Original Lesson 2: Skyscraper Maths

This lesson is a bit complex, but it can be used multiple times in multiple ways, so bear with me. So, first of all, you briefly describe a spectacular building around the world. Examples are:
- The House Stacked in the Sky, architecturally amazing: http://payamarchi.blogspot.com/2008/10/houses-stacked-in-sky-amazing.html
- Lots of cool skyscrapers with brief descriptions: http://www.wonderfulinfo.com/amazing/skyscrap/
- Very expensive, grandiose hotels: http://www.dirjournal.com/info/10-most-expensive-hotel-rooms-in-the-world/

This is great for grabbing students' interest from the start, particularly any arts-loving students who don't love maths, and for subtly incorporating some world-knowledge (geography) into your numeracy block. Then ask students to set up chairs in two separate areas of the room. One lot of chairs is stacked up to signify stairs, and the other put into a square configuration to represent an elevator.  

                    O                                                                 O  O        O O
               O  O                                                                 O                 O
          O  O  O                                                                 O                 O
     O  O  O  O                                                                 O  O  O  O  O   
           Stairs                                                                      Elevator                                                                          

Tell the students that they are in the building you described. They have to meet their friend urgently who is on a different floor.

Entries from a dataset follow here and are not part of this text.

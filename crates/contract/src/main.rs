//! APITest - contract test runner entry point
//!
//! Exit codes: 0 when every executed case passed, 1 when any case failed,
//! 2 when the run could not start (configuration or setup error) or the
//! result file could not be written after a passing run.

use std::path::PathBuf;
use std::time::Duration;

use anyhow::{bail, Context};
use clap::Parser;
use tracing::error;
use tracing_subscriber::EnvFilter;

use apitest_common::config::DEFAULT_CONFIG_PATH;
use apitest_common::EnvironmentConfig;
use apitest_contract::output::{self, OutputFormat};
use apitest_contract::runner::RunReport;
use apitest_contract::{suites, Suite, TestRunner};

#[derive(Parser, Debug)]
#[command(name = "apitest")]
#[command(author, version, about = "Contract tests for the posts and comments resources")]
struct Args {
    /// Target environment (dev, test, prod)
    #[arg(short, long, env = "APITEST_ENV", default_value = "test")]
    env: String,

    /// Endpoint file with devUrl/testUrl/prodUrl (.toml or .properties)
    #[arg(short, long, env = "APITEST_CONFIG", default_value = DEFAULT_CONFIG_PATH)]
    config: PathBuf,

    /// Run only these suites (posts, comments)
    #[arg(short, long)]
    suite: Vec<String>,

    /// Run only this case, plus the cases it depends on
    #[arg(short, long)]
    name: Option<String>,

    /// Per-request timeout in seconds (overrides the endpoint file)
    #[arg(long)]
    timeout_secs: Option<u64>,

    /// Output format
    #[arg(long, value_enum, default_value = "table")]
    format: OutputFormat,

    /// Output directory for results
    #[arg(short, long, default_value = "test-results")]
    output: PathBuf,

    /// Enable verbose output
    #[arg(short, long)]
    verbose: bool,
}

fn main() {
    let args = Args::parse();

    let log_level = if args.verbose { "debug" } else { "info" };
    tracing_subscriber::fmt()
        .with_env_filter(
            EnvFilter::try_from_default_env().unwrap_or_else(|_| EnvFilter::new(log_level)),
        )
        .with_target(false)
        .init();

    let setup = setup(&args);
    let (runner, suites) = match setup {
        Ok(ready) => ready,
        Err(e) => {
            error!("{:#}", e);
            std::process::exit(2);
        }
    };

    let rt = match tokio::runtime::Runtime::new() {
        Ok(rt) => rt,
        Err(e) => {
            error!("Failed to create tokio runtime: {}", e);
            std::process::exit(2);
        }
    };

    let outcome = rt.block_on(run(&args, &runner, &suites));
    let written = match &outcome {
        Ok(report) => match runner.write_results(report) {
            Ok(_) => true,
            Err(e) => {
                error!("Failed to write results: {}", e);
                false
            }
        },
        Err(e) => {
            error!("{:#}", e);
            false
        }
    };

    std::process::exit(exit_code(&outcome, written));
}

/// Failed cases decide the exit code ahead of a result-file error
fn exit_code(run: &anyhow::Result<RunReport>, results_written: bool) -> i32 {
    match run {
        Ok(report) if !report.success() => 1,
        Ok(_) if results_written => 0,
        _ => 2,
    }
}

/// Resolve configuration and pick suites; nothing is sent yet
fn setup(args: &Args) -> anyhow::Result<(TestRunner, Vec<Suite>)> {
    let mut config = EnvironmentConfig::load(&args.env, &args.config)
        .with_context(|| format!("loading {}", args.config.display()))?;
    if let Some(secs) = args.timeout_secs {
        config = config.with_request_timeout(Duration::from_secs(secs));
    }

    let suites = if args.suite.is_empty() {
        suites::all()
    } else {
        let mut picked = Vec::with_capacity(args.suite.len());
        for name in &args.suite {
            match suites::by_name(name) {
                Some(suite) => picked.push(suite),
                None => bail!("unknown suite '{}' (expected posts or comments)", name),
            }
        }
        picked
    };

    let runner = TestRunner::new(config).with_output_dir(&args.output);
    Ok((runner, suites))
}

async fn run(args: &Args, runner: &TestRunner, suites: &[Suite]) -> anyhow::Result<RunReport> {
    let report = match &args.name {
        Some(name) => runner.run_named(suites, name).await?,
        None => runner.run_all(suites).await?,
    };

    output::print_report(&report, args.format)?;
    Ok(report)
}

It is quicker to go down or up the stairs if they only have to move 7 or less floors. It is quicker to go by elevator if they have to move 8 or more floors. Tell the students they are on floor x, and need to move to floor y. Students sit in the middle of the elevator and stairs, write their answer on a small answer card and, once everyone has finished writing, the teacher signals that they can move to their chosen mode of transport. (The use of answer cards ensures students don't just follow the leader and each student gets thinking time before others start to move around).

eg You are on the 4th floor. You need to get to the 13th floor. 13 - 4 = 9 floors, answer is elevator

This is a great way to incorporate mental arithmetic and practice with addition/subtraction while consolidating greater/less than/equal to signs. It puts maths into a real-life context, involves application skills rather than only equation solving and caters for kinaesthetic learners.

Extensions:
- Have one student write the equation and the greater/less than rationale on the board each time or explain it orally. eg 13 (floor need to be on) - 4 (floor on now) = 9 (floors need to move)   9 > 7 (so use elevator)
- Make the numbers involved bigger or focus it on any timestables students are struggling with.
- Change up the maths operation. eg You are on the 12th floor. Divide 12 by 3, the answer is the floor your friend is on. Stairs or elevator?
- Alter the rules, eg for a few equations the stairs are 7 or more floors, then change it to 19 or more floors because one elevator in the building has broken down and the rest are slower.
- Incorporate more modes of transport. eg 7≤ stairs        between 8 to 13 escalator  (8≤ escalator≤13)  
>13 elevator         >24 abseil

This is a lesson that I'm really excited about. What do you think? Do you think it would work with your class?


How could it be improved/altered?

2 comments:

Anonymous said...

Hi Anna,

I really like this lesson idea, particularly the ways it can be adapted and teaches maths in a fun way for the kids.

Kids would definitely each other without answer cards so they are likely to be critical to its success. I can't think of any improvements at the moment.

Keep up the good work.

Mike

Anna Kapnoullas said...

Hi Mike,

Thanks for being the first visitor to comment on my blog!

This is definitely my favourite lesson at the moment. Mini whiteboards or individual student interactive whiteboard answer consols could be used in the place of answer cards if you have any at your school.